In Christ?

Paul begins the book of Ephesians with a long, cumbersome sentence, praising God the Father “who has blessed us in Christ with every spiritual blessing in the heavenly places” (Eph. 1:3).

Just as Rom 8:28–29 represents the Golden Chain of salvation, so here in Eph 1:3–14 Paul gives us what we could call the Golden Chain of participation in Christ. Paul’s long opening sentence could be placed into four sections, each beginning with “in Christ”:

1. in Christ, we have election (vv. 4–6)

2. in Christ, we have liberation and forgiveness (vv. 7–10).

3. in Christ, we have an inheritance and therefore hope (vv. 11–12.

4. in Christ, we have the sealing of the Spirit, the pledge of our inheritance (vv. 13–14).

These blessings constitute one reality – all that we have “in Christ” – ex- pressed in three tenses: past (election), present (forgiveness and the Spirit), and future (the hope of our inheritance).

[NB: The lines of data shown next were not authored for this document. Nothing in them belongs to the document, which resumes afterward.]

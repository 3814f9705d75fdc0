//! Naming rules shared by the registry, the resolver and strategies.

use protogen_core::{RUST_KEYWORDS, is_raw_identifier_forbidden, is_rust_keyword};
use protogen_ir::FileUnit;

/// Language-specific naming conventions.
///
/// Defines how declaration and field names are transformed and how reserved
/// words are escaped.
#[derive(Debug, Clone, Copy)]
pub struct NamingConvention {
    /// Transform a declaration name to a type name (e.g., "hello_world" -> "HelloWorld")
    pub decl_to_type: fn(&str) -> String,
    /// Transform an enum value name to a variant name (e.g., "COLOR_RED" -> "ColorRed")
    pub value_to_variant: fn(&str) -> String,
    /// Transform a field name (e.g., "userId" -> "user_id")
    pub field_to_name: fn(&str) -> String,
    /// List of reserved words in the language
    pub reserved_words: &'static [&'static str],
    /// Escape a reserved word (e.g., "type" -> "r#type" in Rust)
    pub escape_reserved: fn(&str) -> String,
}

impl NamingConvention {
    /// Check if a name is a reserved word.
    pub fn is_reserved(&self, name: &str) -> bool {
        self.reserved_words.contains(&name)
    }

    /// Get a safe name, escaping if necessary.
    pub fn safe_name(&self, name: &str) -> String {
        if self.is_reserved(name) {
            (self.escape_reserved)(name)
        } else {
            name.to_string()
        }
    }

    /// Transform and make safe for use as a type name.
    pub fn type_name(&self, name: &str) -> String {
        self.safe_name(&(self.decl_to_type)(name))
    }

    /// Transform and make safe for use as an enum variant.
    pub fn variant_name(&self, name: &str) -> String {
        self.safe_name(&(self.value_to_variant)(name))
    }

    /// Transform and make safe for use as a field name.
    pub fn field_name(&self, name: &str) -> String {
        self.safe_name(&(self.field_to_name)(name))
    }
}

/// Escape a Rust keyword: `type` -> `r#type`, `self` -> `self_`.
///
/// `self`, `Self`, `super` and `crate` cannot be raw identifiers and get a
/// `_` suffix instead.
pub fn escape_rust_reserved(name: &str) -> String {
    if is_raw_identifier_forbidden(name) {
        format!("{name}_")
    } else {
        format!("r#{name}")
    }
}

fn keep(name: &str) -> String {
    name.to_string()
}

/// Names kept as declared, Rust keywords escaped.
///
/// Used for type references unless the strategy supplies its own
/// convention through [`Strategy::naming`](crate::Strategy::naming).
pub const RUST_IDENTIFIERS: NamingConvention = NamingConvention {
    decl_to_type: keep,
    value_to_variant: keep,
    field_to_name: keep,
    reserved_words: RUST_KEYWORDS,
    escape_reserved: escape_rust_reserved,
};

/// Normalize an import path: `::` and `/` both separate levels, the result
/// uses `/` with no leading or trailing separator.
///
/// ```
/// use protogen_codegen::naming::canonical_path;
///
/// assert_eq!(canonical_path("std::collections"), "std/collections");
/// assert_eq!(canonical_path("/encoding/bytes/"), "encoding/bytes");
/// ```
pub fn canonical_path(path: &str) -> String {
    path.trim().replace("::", "/").trim_matches('/').to_string()
}

/// Derive the alias for an import path.
///
/// Every character outside `[A-Za-z0-9_]` becomes `_`. An empty result, a
/// leading digit or a keyword gets a `_` prefix.
pub fn package_alias(path: &str) -> String {
    let mut alias: String = path
        .chars()
        .map(|c| if c.is_ascii_alphanumeric() || c == '_' { c } else { '_' })
        .collect();

    let needs_prefix = alias.is_empty()
        || alias.starts_with(|c: char| c.is_ascii_digit())
        || is_rust_keyword(&alias)
        || alias == "_";
    if needs_prefix {
        alias.insert(0, '_');
    }
    alias
}

/// Render a canonical import path as a Rust path, prepending `prefix` when set.
///
/// Segments are sanitized the way aliases are; keyword segments are written
/// as raw identifiers unless they are path roots such as `crate`.
pub fn rust_path(prefix: Option<&str>, path: &str) -> String {
    let prefix = prefix.map(canonical_path).filter(|p| !p.is_empty());
    let full = match prefix {
        Some(prefix) => format!("{prefix}/{path}"),
        None => path.to_string(),
    };

    full.split('/')
        .filter(|segment| !segment.is_empty())
        .map(rust_segment)
        .collect::<Vec<_>>()
        .join("::")
}

fn rust_segment(segment: &str) -> String {
    if is_raw_identifier_forbidden(segment) {
        return segment.to_string();
    }
    if is_rust_keyword(segment) {
        return format!("r#{segment}");
    }
    package_alias(segment)
}

/// Name of the artifact produced for `name`: the `.proto` or `.protodevel`
/// suffix is dropped, `.{extension}` appended, directories kept.
///
/// ```
/// use protogen_codegen::naming::output_file_name;
///
/// assert_eq!(output_file_name("foo/bar.proto", "pb.rs"), "foo/bar.pb.rs");
/// assert_eq!(output_file_name("legacy.protodevel", "rs"), "legacy.rs");
/// ```
pub fn output_file_name(name: &str, extension: &str) -> String {
    let stem = name
        .strip_suffix(".proto")
        .or_else(|| name.strip_suffix(".protodevel"))
        .unwrap_or(name);
    let extension = extension.trim_start_matches('.');
    format!("{stem}.{extension}")
}

/// Import path of the module generated for `file`.
///
/// The package with `.` turned into `/` when the file has one, otherwise the
/// file's directory plus its snake-cased base name.
pub fn module_path_for(file: &FileUnit) -> String {
    if let Some(package) = file.package.as_deref().filter(|p| !p.is_empty()) {
        return canonical_path(&package.replace('.', "/"));
    }

    let base = protogen_core::to_snake_case(file.base_name());
    match file.name.rsplit_once('/') {
        Some((dir, _)) if !dir.is_empty() => format!("{dir}/{base}"),
        _ => base,
    }
}

#[cfg(test)]
mod tests {
    use super::*;

    #[test]
    fn test_canonical_path() {
        assert_eq!(canonical_path("std::collections"), "std/collections");
        assert_eq!(canonical_path(" encoding/bytes "), "encoding/bytes");
        assert_eq!(canonical_path("::a::b"), "a/b");
        assert_eq!(canonical_path(""), "");
    }

    #[test]
    fn test_package_alias() {
        assert_eq!(package_alias("encoding/bytes"), "encoding_bytes");
        assert_eq!(package_alias("github.com/gogo/protobuf/proto"), "github_com_gogo_protobuf_proto");
        assert_eq!(package_alias("a-b/c.d"), "a_b_c_d");
        assert_eq!(package_alias("already_fine"), "already_fine");
    }

    #[test]
    fn test_package_alias_edge_cases() {
        assert_eq!(package_alias(""), "_");
        assert_eq!(package_alias("3d/mesh"), "_3d_mesh");
        assert_eq!(package_alias("type"), "_type");
        assert_eq!(package_alias("-"), "__");
    }

    #[test]
    fn test_rust_path() {
        assert_eq!(rust_path(None, "std/collections"), "std::collections");
        assert_eq!(rust_path(Some("crate::gen"), "shapes"), "crate::gen::shapes");
        assert_eq!(rust_path(None, "github.com/x/type"), "github_com::x::r#type");
        assert_eq!(rust_path(None, "3d/mesh"), "_3d::mesh");
        assert_eq!(rust_path(Some(""), "a/b"), "a::b");
    }

    #[test]
    fn test_output_file_name() {
        assert_eq!(output_file_name("foo/bar.proto", "pb.rs"), "foo/bar.pb.rs");
        assert_eq!(output_file_name("plain", ".rs"), "plain.rs");
    }

    #[test]
    fn test_module_path_for() {
        let file = FileUnit::new("shapes/square.proto").package("geo.shapes");
        assert_eq!(module_path_for(&file), "geo/shapes");

        let file = FileUnit::new("foo/BarBaz.proto");
        assert_eq!(module_path_for(&file), "foo/bar_baz");

        let file = FileUnit::new("top.proto");
        assert_eq!(module_path_for(&file), "top");
    }
}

Stated differently: “in Christ” is shorthand for the whole doctrine of salvation, and thus the whole of redemptive history. What might otherwise have been unrelated discrete events (e.g., election, atonement, sanctification) become, on this view, a single christological coat of many canonical colors.

To seek to understand union with Christ in relation to redemptive history is to examine “in Christ” in the framework not of exegesis but biblical theology.